Exercise details: Will you give the material below again, every line exactly as it is?

• • • •

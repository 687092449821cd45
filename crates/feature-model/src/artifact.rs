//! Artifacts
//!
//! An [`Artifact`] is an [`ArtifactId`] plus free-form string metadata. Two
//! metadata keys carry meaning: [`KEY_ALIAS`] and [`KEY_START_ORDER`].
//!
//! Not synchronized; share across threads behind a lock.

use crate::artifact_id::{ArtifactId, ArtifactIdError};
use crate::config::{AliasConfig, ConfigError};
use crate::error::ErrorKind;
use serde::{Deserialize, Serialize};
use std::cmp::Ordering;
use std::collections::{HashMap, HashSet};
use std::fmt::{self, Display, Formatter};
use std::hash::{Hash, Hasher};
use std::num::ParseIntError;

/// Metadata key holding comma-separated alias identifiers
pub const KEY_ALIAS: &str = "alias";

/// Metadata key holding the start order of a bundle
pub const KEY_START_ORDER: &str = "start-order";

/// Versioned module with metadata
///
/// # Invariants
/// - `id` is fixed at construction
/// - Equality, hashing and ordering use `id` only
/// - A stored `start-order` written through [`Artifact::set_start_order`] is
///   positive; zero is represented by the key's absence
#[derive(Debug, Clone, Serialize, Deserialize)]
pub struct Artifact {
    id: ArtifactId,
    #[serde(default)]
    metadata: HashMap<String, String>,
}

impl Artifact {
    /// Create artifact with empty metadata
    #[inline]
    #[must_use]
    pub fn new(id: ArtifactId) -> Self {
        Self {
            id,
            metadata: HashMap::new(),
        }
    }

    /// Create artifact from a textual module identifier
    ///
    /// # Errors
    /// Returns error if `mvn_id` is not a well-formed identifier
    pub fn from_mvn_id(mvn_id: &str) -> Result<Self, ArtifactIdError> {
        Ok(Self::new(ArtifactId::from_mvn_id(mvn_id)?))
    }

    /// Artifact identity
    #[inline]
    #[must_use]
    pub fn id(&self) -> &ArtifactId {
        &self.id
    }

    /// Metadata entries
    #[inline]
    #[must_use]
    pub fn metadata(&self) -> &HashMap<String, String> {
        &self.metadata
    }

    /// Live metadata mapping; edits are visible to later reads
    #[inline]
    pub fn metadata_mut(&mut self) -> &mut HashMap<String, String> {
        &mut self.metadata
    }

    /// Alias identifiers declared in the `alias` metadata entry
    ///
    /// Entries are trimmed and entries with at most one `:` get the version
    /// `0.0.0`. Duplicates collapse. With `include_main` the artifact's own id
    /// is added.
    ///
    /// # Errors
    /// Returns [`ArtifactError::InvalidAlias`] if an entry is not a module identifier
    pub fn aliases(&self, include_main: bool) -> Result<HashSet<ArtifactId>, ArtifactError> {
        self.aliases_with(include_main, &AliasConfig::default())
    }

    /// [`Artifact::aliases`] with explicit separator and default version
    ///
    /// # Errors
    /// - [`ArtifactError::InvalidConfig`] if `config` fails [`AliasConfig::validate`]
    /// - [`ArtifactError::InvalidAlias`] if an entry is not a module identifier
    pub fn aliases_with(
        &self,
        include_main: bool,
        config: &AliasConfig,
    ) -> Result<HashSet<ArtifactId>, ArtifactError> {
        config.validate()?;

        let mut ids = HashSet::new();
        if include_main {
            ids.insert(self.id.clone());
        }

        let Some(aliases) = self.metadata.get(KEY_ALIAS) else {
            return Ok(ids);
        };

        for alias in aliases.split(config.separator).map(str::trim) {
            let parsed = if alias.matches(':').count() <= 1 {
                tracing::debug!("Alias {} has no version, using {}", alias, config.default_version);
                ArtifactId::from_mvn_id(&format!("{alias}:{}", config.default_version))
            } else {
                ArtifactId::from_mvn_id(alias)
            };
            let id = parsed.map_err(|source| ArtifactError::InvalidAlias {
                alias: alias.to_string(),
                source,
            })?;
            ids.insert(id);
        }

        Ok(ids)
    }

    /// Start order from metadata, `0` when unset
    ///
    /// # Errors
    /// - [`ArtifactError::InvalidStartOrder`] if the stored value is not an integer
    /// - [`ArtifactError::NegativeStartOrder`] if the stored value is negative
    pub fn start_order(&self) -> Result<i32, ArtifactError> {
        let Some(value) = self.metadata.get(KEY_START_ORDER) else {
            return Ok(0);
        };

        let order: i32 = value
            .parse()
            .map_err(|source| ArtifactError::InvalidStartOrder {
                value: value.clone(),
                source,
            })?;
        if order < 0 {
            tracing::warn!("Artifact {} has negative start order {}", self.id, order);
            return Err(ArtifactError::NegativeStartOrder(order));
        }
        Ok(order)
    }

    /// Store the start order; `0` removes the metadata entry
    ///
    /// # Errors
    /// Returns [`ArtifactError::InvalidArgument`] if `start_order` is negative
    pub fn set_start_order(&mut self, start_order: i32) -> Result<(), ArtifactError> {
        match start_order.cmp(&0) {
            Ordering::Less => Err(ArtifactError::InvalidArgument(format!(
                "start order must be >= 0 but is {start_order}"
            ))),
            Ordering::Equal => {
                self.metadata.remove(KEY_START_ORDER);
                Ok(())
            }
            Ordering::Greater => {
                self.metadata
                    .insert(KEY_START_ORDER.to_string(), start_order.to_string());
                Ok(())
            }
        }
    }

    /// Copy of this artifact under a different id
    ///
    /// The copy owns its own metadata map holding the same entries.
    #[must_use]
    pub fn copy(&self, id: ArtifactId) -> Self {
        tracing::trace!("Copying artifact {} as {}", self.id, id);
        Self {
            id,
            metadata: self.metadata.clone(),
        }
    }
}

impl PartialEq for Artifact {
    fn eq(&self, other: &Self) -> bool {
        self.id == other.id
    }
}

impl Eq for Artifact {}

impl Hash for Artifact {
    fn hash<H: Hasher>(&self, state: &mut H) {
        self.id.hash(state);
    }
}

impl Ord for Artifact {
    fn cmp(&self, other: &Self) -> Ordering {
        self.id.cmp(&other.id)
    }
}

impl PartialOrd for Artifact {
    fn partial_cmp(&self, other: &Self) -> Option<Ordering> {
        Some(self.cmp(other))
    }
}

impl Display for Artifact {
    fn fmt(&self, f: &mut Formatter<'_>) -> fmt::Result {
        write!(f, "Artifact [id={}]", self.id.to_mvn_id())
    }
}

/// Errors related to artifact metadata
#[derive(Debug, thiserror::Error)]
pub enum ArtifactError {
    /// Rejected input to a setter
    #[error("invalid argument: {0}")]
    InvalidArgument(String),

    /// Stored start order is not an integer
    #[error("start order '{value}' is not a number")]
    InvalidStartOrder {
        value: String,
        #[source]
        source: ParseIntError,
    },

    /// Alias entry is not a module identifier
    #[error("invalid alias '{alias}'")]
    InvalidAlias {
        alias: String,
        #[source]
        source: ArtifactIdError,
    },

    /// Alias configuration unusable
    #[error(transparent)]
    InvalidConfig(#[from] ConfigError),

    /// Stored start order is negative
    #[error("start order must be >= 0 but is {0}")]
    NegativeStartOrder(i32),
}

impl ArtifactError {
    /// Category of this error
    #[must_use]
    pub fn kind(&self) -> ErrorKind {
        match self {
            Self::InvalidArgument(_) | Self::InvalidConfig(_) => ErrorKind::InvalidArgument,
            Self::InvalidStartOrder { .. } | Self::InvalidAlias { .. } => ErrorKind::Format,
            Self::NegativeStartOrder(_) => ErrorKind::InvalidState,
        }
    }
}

• • • •

Worked solution:
repository 687092449821cd45
filename crates/feature-model/src/artifact.rs
//! Artifacts
//!
//! An [`Artifact`] is an [`ArtifactId`] plus free-form string metadata. Two
//! metadata keys carry meaning: [`KEY_ALIAS`] and [`KEY_START_ORDER`].
//!
//! Not synchronized; share across threads behind a lock.

use crate::artifact_id::{ArtifactId, ArtifactIdError};
use crate::config::{AliasConfig, ConfigError};
use crate::error::ErrorKind;
use serde::{Deserialize, Serialize};
use std::cmp::Ordering;
use std::collections::{HashMap, HashSet};
use std::fmt::{self, Display, Formatter};
use std::hash::{Hash, Hasher};
use std::num::ParseIntError;

/// Metadata key holding comma-separated alias identifiers
pub const KEY_ALIAS: &str = "alias";

/// Metadata key holding the start order of a bundle
pub const KEY_START_ORDER: &str = "start-order";

/// Versioned module with metadata
///
/// # Invariants
/// - `id` is fixed at construction
/// - Equality, hashing and ordering use `id` only
/// - A stored `start-order` written through [`Artifact::set_start_order`] is
///   positive; zero is represented by the key's absence
#[derive(Debug, Clone, Serialize, Deserialize)]
pub struct Artifact {
    id: ArtifactId,
    #[serde(default)]
    metadata: HashMap<String, String>,
}

impl Artifact {
    /// Create artifact with empty metadata
    #[inline]
    #[must_use]
    pub fn new(id: ArtifactId) -> Self {
        Self {
            id,
            metadata: HashMap::new(),
        }
    }

    /// Create artifact from a textual module identifier
    ///
    /// # Errors
    /// Returns error if `mvn_id` is not a well-formed identifier
    pub fn from_mvn_id(mvn_id: &str) -> Result<Self, ArtifactIdError> {
        Ok(Self::new(ArtifactId::from_mvn_id(mvn_id)?))
    }

    /// Artifact identity
    #[inline]
    #[must_use]
    pub fn id(&self) -> &ArtifactId {
        &self.id
    }

    /// Metadata entries
    #[inline]
    #[must_use]
    pub fn metadata(&self) -> &HashMap<String, String> {
        &self.metadata
    }

    /// Live metadata mapping; edits are visible to later reads
    #[inline]
    pub fn metadata_mut(&mut self) -> &mut HashMap<String, String> {
        &mut self.metadata
    }

    /// Alias identifiers declared in the `alias` metadata entry
    ///
    /// Entries are trimmed and entries with at most one `:` get the version
    /// `0.0.0`. Duplicates collapse. With `include_main` the artifact's own id
    /// is added.
    ///
    /// # Errors
    /// Returns [`ArtifactError::InvalidAlias`] if an entry is not a module identifier
    pub fn aliases(&self, include_main: bool) -> Result<HashSet<ArtifactId>, ArtifactError> {
        self.aliases_with(include_main, &AliasConfig::default())
    }

    /// [`Artifact::aliases`] with explicit separator and default version
    ///
    /// # Errors
    /// - [`ArtifactError::InvalidConfig`] if `config` fails [`AliasConfig::validate`]
    /// - [`ArtifactError::InvalidAlias`] if an entry is not a module identifier
    pub fn aliases_with(
        &self,
        include_main: bool,
        config: &AliasConfig,
    ) -> Result<HashSet<ArtifactId>, ArtifactError> {
        config.validate()?;

        let mut ids = HashSet::new();
        if include_main {
            ids.insert(self.id.clone());
        }

        let Some(aliases) = self.metadata.get(KEY_ALIAS) else {
            return Ok(ids);
        };

        for alias in aliases.split(config.separator).map(str::trim) {
            let parsed = if alias.matches(':').count() <= 1 {
                tracing::debug!("Alias {} has no version, using {}", alias, config.default_version);
                ArtifactId::from_mvn_id(&format!("{alias}:{}", config.default_version))
            } else {
                ArtifactId::from_mvn_id(alias)
            };
            let id = parsed.map_err(|source| ArtifactError::InvalidAlias {
                alias: alias.to_string(),
                source,
            })?;
            ids.insert(id);
        }

        Ok(ids)
    }

    /// Start order from metadata, `0` when unset
    ///
    /// # Errors
    /// - [`ArtifactError::InvalidStartOrder`] if the stored value is not an integer
    /// - [`ArtifactError::NegativeStartOrder`] if the stored value is negative
    pub fn start_order(&self) -> Result<i32, ArtifactError> {
        let Some(value) = self.metadata.get(KEY_START_ORDER) else {
            return Ok(0);
        };

        let order: i32 = value
            .parse()
            .map_err(|source| ArtifactError::InvalidStartOrder {
                value: value.clone(),
                source,
            })?;
        if order < 0 {
            tracing::warn!("Artifact {} has negative start order {}", self.id, order);
            return Err(ArtifactError::NegativeStartOrder(order));
        }
        Ok(order)
    }

    /// Store the start order; `0` removes the metadata entry
    ///
    /// # Errors
    /// Returns [`ArtifactError::InvalidArgument`] if `start_order` is negative
    pub fn set_start_order(&mut self, start_order: i32) -> Result<(), ArtifactError> {
        match start_order.cmp(&0) {
            Ordering::Less => Err(ArtifactError::InvalidArgument(format!(
                "start order must be >= 0 but is {start_order}"
            ))),
            Ordering::Equal => {
                self.metadata.remove(KEY_START_ORDER);
                Ok(())
            }
            Ordering::Greater => {
                self.metadata
                    .insert(KEY_START_ORDER.to_string(), start_order.to_string());
                Ok(())
            }
        }
    }

    /// Copy of this artifact under a different id
    ///
    /// The copy owns its own metadata map holding the same entries.
    #[must_use]
    pub fn copy(&self, id: ArtifactId) -> Self {
        tracing::trace!("Copying artifact {} as {}", self.id, id);
        Self {
            id,
            metadata: self.metadata.clone(),
        }
    }
}

impl PartialEq for Artifact {
    fn eq(&self, other: &Self) -> bool {
        self.id == other.id
    }
}

impl Eq for Artifact {}

impl Hash for Artifact {
    fn hash<H: Hasher>(&self, state: &mut H) {
        self.id.hash(state);
    }
}

impl Ord for Artifact {
    fn cmp(&self, other: &Self) -> Ordering {
        self.id.cmp(&other.id)
    }
}

impl PartialOrd for Artifact {
    fn partial_cmp(&self, other: &Self) -> Option<Ordering> {
        Some(self.cmp(other))
    }
}

impl Display for Artifact {
    fn fmt(&self, f: &mut Formatter<'_>) -> fmt::Result {
        write!(f, "Artifact [id={}]", self.id.to_mvn_id())
    }
}

/// Errors related to artifact metadata
#[derive(Debug, thiserror::Error)]
pub enum ArtifactError {
    /// Rejected input to a setter
    #[error("invalid argument: {0}")]
    InvalidArgument(String),

    /// Stored start order is not an integer
    #[error("start order '{value}' is not a number")]
    InvalidStartOrder {
        value: String,
        #[source]
        source: ParseIntError,
    },

    /// Alias entry is not a module identifier
    #[error("invalid alias '{alias}'")]
    InvalidAlias {
        alias: String,
        #[source]
        source: ArtifactIdError,
    },

    /// Alias configuration unusable
    #[error(transparent)]
    InvalidConfig(#[from] ConfigError),

    /// Stored start order is negative
    #[error("start order must be >= 0 but is {0}")]
    NegativeStartOrder(i32),
}

impl ArtifactError {
    /// Category of this error
    #[must_use]
    pub fn kind(&self) -> ErrorKind {
        match self {
            Self::InvalidArgument(_) | Self::InvalidConfig(_) => ErrorKind::InvalidArgument,
            Self::InvalidStartOrder { .. } | Self::InvalidAlias { .. } => ErrorKind::Format,
            Self::NegativeStartOrder(_) => ErrorKind::InvalidState,
        }
    }
}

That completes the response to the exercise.